Unlocking the Mystery: UCR Research Centers Identify Xylene as a Contaminant
The University of Costa Rica has issued an official statement confirming that xylene is the component responsible for the water pollution affecting several areas of San José. This conclusion stems from extensive research conducted by leading research centers, including the Center for Research in Electrochemistry and Chemical Energy (CELEQ), the Center for Research in Natural Products (CIPRONA), the Center for Research in Environmental Contamination (CICA) and the Center for Research in Materials Science and Engineering (CICIMA).
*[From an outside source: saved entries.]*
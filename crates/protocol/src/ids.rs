//! Platform identifiers.
//!
//! Identifiers travel as decimal strings on the wire so bridges written in
//! languages without 64-bit integers never round them. Plain JSON numbers are
//! still accepted on input.

use std::fmt;
use std::str::FromStr;

use serde::de::{self, Visitor};
use serde::{Deserialize, Deserializer, Serialize, Serializer};

/// Bot API channel ids are the bare id prefixed with `-100`.
const CHANNEL_MARKER: i64 = -1_000_000_000_000;

macro_rules! string_safe_id {
    ($name:ident, $doc:literal) => {
        #[doc = $doc]
        #[derive(Debug, Clone, Copy, PartialEq, Eq, Hash, PartialOrd, Ord)]
        pub struct $name(pub i64);

        impl $name {
            pub fn get(self) -> i64 {
                self.0
            }
        }

        impl fmt::Display for $name {
            fn fmt(&self, f: &mut fmt::Formatter<'_>) -> fmt::Result {
                write!(f, "{}", self.0)
            }
        }

        impl FromStr for $name {
            type Err = std::num::ParseIntError;

            fn from_str(s: &str) -> Result<Self, Self::Err> {
                s.trim().parse::<i64>().map($name)
            }
        }

        impl From<i64> for $name {
            fn from(value: i64) -> Self {
                $name(value)
            }
        }

        impl Serialize for $name {
            fn serialize<S: Serializer>(&self, serializer: S) -> Result<S::Ok, S::Error> {
                serializer.collect_str(&self.0)
            }
        }

        impl<'de> Deserialize<'de> for $name {
            fn deserialize<D: Deserializer<'de>>(deserializer: D) -> Result<Self, D::Error> {
                deserializer.deserialize_any(IdVisitor).map($name)
            }
        }
    };
}

string_safe_id!(UserId, "Identity of a platform user (requesters and admins).");
string_safe_id!(ChannelId, "Identity of a channel, in either bare or `-100` form.");

impl ChannelId {
    /// The id with any Bot API `-100` channel prefix stripped. Other ids,
    /// including negative basic-group ids, are returned unchanged.
    pub fn bare(self) -> i64 {
        if self.0 <= CHANNEL_MARKER {
            CHANNEL_MARKER - self.0
        } else {
            self.0
        }
    }

    /// Normalized string form used for identity comparison.
    pub fn canonical(self) -> String {
        self.bare().to_string()
    }

    /// True when both ids name the same channel regardless of encoding.
    pub fn same_channel(self, other: ChannelId) -> bool {
        self.canonical() == other.canonical()
    }
}

struct IdVisitor;

impl<'de> Visitor<'de> for IdVisitor {
    type Value = i64;

    fn expecting(&self, f: &mut fmt::Formatter<'_>) -> fmt::Result {
        f.write_str("an integer id or a decimal string")
    }

    fn visit_i64<E: de::Error>(self, v: i64) -> Result<i64, E> {
        Ok(v)
    }

    fn visit_u64<E: de::Error>(self, v: u64) -> Result<i64, E> {
        i64::try_from(v).map_err(|_| E::custom(format!("id {v} out of range")))
    }

    fn visit_str<E: de::Error>(self, v: &str) -> Result<i64, E> {
        v.trim()
            .parse::<i64>()
            .map_err(|_| E::custom(format!("invalid id string: {v:?}")))
    }
}

#[cfg(test)]
mod tests {
    use super::*;

    #[test]
    fn channel_ids_match_across_encodings() {
        let bot_api = ChannelId(-1003784917581);
        let bare = ChannelId(3784917581);
        assert_eq!(bot_api.canonical(), "3784917581");
        assert!(bot_api.same_channel(bare));
        assert!(!bot_api.same_channel(ChannelId(3784917582)));
    }

    #[test]
    fn group_ids_do_not_alias_channels() {
        assert!(!ChannelId(-5).same_channel(ChannelId(5)));
        assert_eq!(ChannelId(-5).canonical(), "-5");
        assert!(ChannelId(-1000000000005).same_channel(ChannelId(5)));
    }

    #[test]
    fn ids_serialize_as_strings() {
        let json = serde_json::to_string(&UserId(8469993808)).unwrap();
        assert_eq!(json, "\"8469993808\"");
    }

    #[test]
    fn ids_deserialize_from_strings_and_numbers() {
        let from_str: UserId = serde_json::from_str("\"9007199254740993\"").unwrap();
        assert_eq!(from_str, UserId(9007199254740993));

        let from_num: ChannelId = serde_json::from_str("-1003784917581").unwrap();
        assert_eq!(from_num, ChannelId(-1003784917581));

        assert!(serde_json::from_str::<UserId>("\"abc\"").is_err());
    }
}
//! joinwarden connector core
//!
//! The platform client capability every connector implements, and the
//! classified error type the login flow and approval engine branch on.

mod error;
mod pages;

use std::sync::Arc;

use async_trait::async_trait;
use joinwarden_protocol::{
    ChannelId, ChatDescriptor, CodeToken, EntityRef, JoinRequestPage, PageCursor,
    ParticipantStatus, PasswordCredential, PlatformUpdate, UserId,
};
use tokio::sync::mpsc;

pub use error::PlatformError;
pub use pages::{pending_join_requests, JoinRequestStream};

/// An authenticated (or authenticating) connection to the messaging platform.
///
/// One instance backs exactly one login attempt. Implementations must be
/// cheap to share behind an `Arc`; every call may run concurrently with the
/// others.
#[async_trait]
pub trait PlatformClient: Send + Sync {
    async fn connect(&self) -> Result<(), PlatformError>;

    async fn disconnect(&self) -> Result<(), PlatformError>;

    fn is_connected(&self) -> bool;

    /// Ask the platform to send a one-time code to `phone`.
    async fn request_code(&self, phone: &str) -> Result<CodeToken, PlatformError>;

    /// Fails with [`PlatformError::PasswordRequired`] when the account has
    /// two-step verification enabled.
    async fn sign_in(&self, phone: &str, token: &CodeToken, code: &str)
        -> Result<(), PlatformError>;

    /// Derive the second-factor credential from the plain password using the
    /// platform's current password parameters.
    async fn derive_password_credential(
        &self,
        password: &str,
    ) -> Result<PasswordCredential, PlatformError>;

    async fn check_password(&self, credential: PasswordCredential) -> Result<(), PlatformError>;

    /// Serialized credential of the authenticated connection, used to
    /// restore it after a reconnect.
    async fn export_session(&self) -> Result<String, PlatformError>;

    async fn resolve_entity(&self, entity: &EntityRef) -> Result<ChatDescriptor, PlatformError>;

    async fn get_me(&self) -> Result<UserId, PlatformError>;

    async fn participant_status(
        &self,
        channel: ChannelId,
        user: UserId,
    ) -> Result<ParticipantStatus, PlatformError>;

    async fn join_request_page(
        &self,
        channel: ChannelId,
        cursor: Option<PageCursor>,
        limit: u32,
    ) -> Result<JoinRequestPage, PlatformError>;

    async fn approve_join_request(
        &self,
        channel: ChannelId,
        user: UserId,
    ) -> Result<(), PlatformError>;

    /// Register for live updates. Each call returns an independent receiver.
    async fn subscribe_updates(&self) -> Result<mpsc::Receiver<PlatformUpdate>, PlatformError>;
}

/// Creates a fresh, unconnected client for each login attempt.
#[async_trait]
pub trait ClientFactory: Send + Sync {
    async fn create(&self) -> Result<Arc<dyn PlatformClient>, PlatformError>;
}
The Xylene, Responsible for the Water Crisis in Several Areas of San José
Xylene, a diluent commonly used in industrial processes, has been identified as the key contaminant in the water supply. Although research is ongoing, experts have shared preliminary data that shed light on the nature of this substance.
Significantly, xylene is not classified as toxic, but it can be harmful and cause symptoms such as dizziness and vomiting. In the human body, the substance can persist for up to 18 hours.
First, reports of a gasoline-like smell and taste emerged last week in areas such as Moravia, Goicoechea and Tibás, later spreading to districts in Montes de Oca and the central canton of San José. For the moment, the authorities did not provide specific details, but AyA confirmed the presence of hydrocarbons in low concentrations on Thursday.
As a response to the potential risks associated with contaminated water, measures such as the distribution of water by tanker trucks and the cleaning of reservoirs were implemented. Also, other supply reservoirs were interconnected to the network, causing temporary water cuts in unaffected areas to supply the affected areas.
Despite the efforts, the results have not yet been satisfactory. Experts say that, according to ongoing research, the contaminant tends to dissipate, making the water increasingly safe for consumption.
How Does Water Pollution Affect Costa Rica?
Some xylenes, identified as the responsible hydrocarbons, were discovered in the water intake of Quebrada Honda 2, belonging to Acueductos y Alcantarillados (AyA). The analysis revealed traces of the three types of xylenes: meta-xylene, ortho-xylene and para-xylene.
Although the International Agency for Research on Cancer does not consider xylene to be carcinogenic, UCR experts warn of possible damage to the skin and respiratory tract if inhaled. Besides, it can cause stomach upset if ingested in considerable quantities.
Researchers do not know how the xylenes got into the water and are conducting investigations to determine the causes. Several possibilities are mentioned, from solvent discharges by people to industrial releases. Authorities have identified Quebrada Honda 2 as the source of contamination, but continue to investigate the extent of the public health impact.